**Work item:** Work through the data below and give the number of lines holding "ColorImage", nothing more.

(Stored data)
_ _ _ _ _

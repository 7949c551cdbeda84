//! Convert 3-channel images to 8-bit luminance
//! Y = 0.299*R + 0.587*G + 0.114*B (ITU-R BT.601)
//! Uses 14-bit fixed point with rounding: Y = (4899*R + 9617*G + 1868*B + 8192) >> 14
//!
//! This matches the usual 8-bit BGR/RGB-to-gray conversion bit for bit,
//! which the classifier's training features were computed with.

use crate::config::PARALLEL_MIN_PIXELS;
use crate::models::{ChannelOrder, ColorImage};
use rayon::prelude::*;

/// Coefficients for luminance conversion in 14-bit fixed point
const COEF_R: u32 = 4899;
const COEF_G: u32 = 9617;
const COEF_B: u32 = 1868;
const SHIFT: u32 = 14;
const ROUND: u32 = 1 << (SHIFT - 1);

#[inline]
fn luma(r: u8, g: u8, b: u8) -> u8 {
    // Max is (16384 * 255 + 8192) >> 14 = 255
    ((COEF_R * r as u32 + COEF_G * g as u32 + COEF_B * b as u32 + ROUND) >> SHIFT) as u8
}

/// Indices of red and blue within a pixel for the given order
#[inline]
fn red_blue(order: ChannelOrder) -> (usize, usize) {
    match order {
        ChannelOrder::Rgb => (0, 2),
        ChannelOrder::Bgr => (2, 0),
    }
}

fn convert_row(pixels: &[u8], order: ChannelOrder, out: &mut [u8]) {
    let (ri, bi) = red_blue(order);
    for (px, y) in pixels.chunks_exact(3).zip(out.iter_mut()) {
        *y = luma(px[ri], px[1], px[bi]);
    }
}

/// Convert an interleaved 3-channel buffer to luminance
pub fn to_luminance(data: &[u8], width: usize, height: usize, order: ChannelOrder) -> Vec<u8> {
    let mut gray = vec![0u8; width * height];
    to_luminance_with_buffer(data, width, height, order, &mut gray);
    gray
}

/// Convert to luminance using parallel processing
/// Processes rows in parallel for multi-core speedup
pub fn to_luminance_parallel(
    data: &[u8],
    width: usize,
    height: usize,
    order: ChannelOrder,
) -> Vec<u8> {
    let mut gray = vec![0u8; width * height];
    if width == 0 {
        return gray;
    }

    gray.par_chunks_mut(width)
        .zip(data.par_chunks(width * 3))
        .for_each(|(row, pixels)| convert_row(pixels, order, row));

    gray
}

/// Luminance of a validated image, parallel for large inputs
pub fn image_luminance(image: &ColorImage) -> Vec<u8> {
    let (w, h) = (image.width(), image.height());
    if image.pixel_count() >= PARALLEL_MIN_PIXELS {
        to_luminance_parallel(image.as_bytes(), w, h, image.channel_order())
    } else {
        to_luminance(image.as_bytes(), w, h, image.channel_order())
    }
}

/// Convert to luminance using a pre-allocated buffer (no allocation)
///
/// # Arguments
/// * `data` - Interleaved 3-channel image data
/// * `width` - Image width
/// * `height` - Image height
/// * `order` - Channel order of `data`
/// * `output` - Pre-allocated output buffer (must have length >= width * height)
///
/// # Returns
/// Number of pixels written (width * height)
pub fn to_luminance_with_buffer(
    data: &[u8],
    width: usize,
    height: usize,
    order: ChannelOrder,
    output: &mut [u8],
) -> usize {
    let pixel_count = width * height;
    assert!(output.len() >= pixel_count, "Output buffer too small");
    convert_row(&data[..pixel_count * 3], order, &mut output[..pixel_count]);
    pixel_count
}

_ _ _ _ _

**Task output:** 2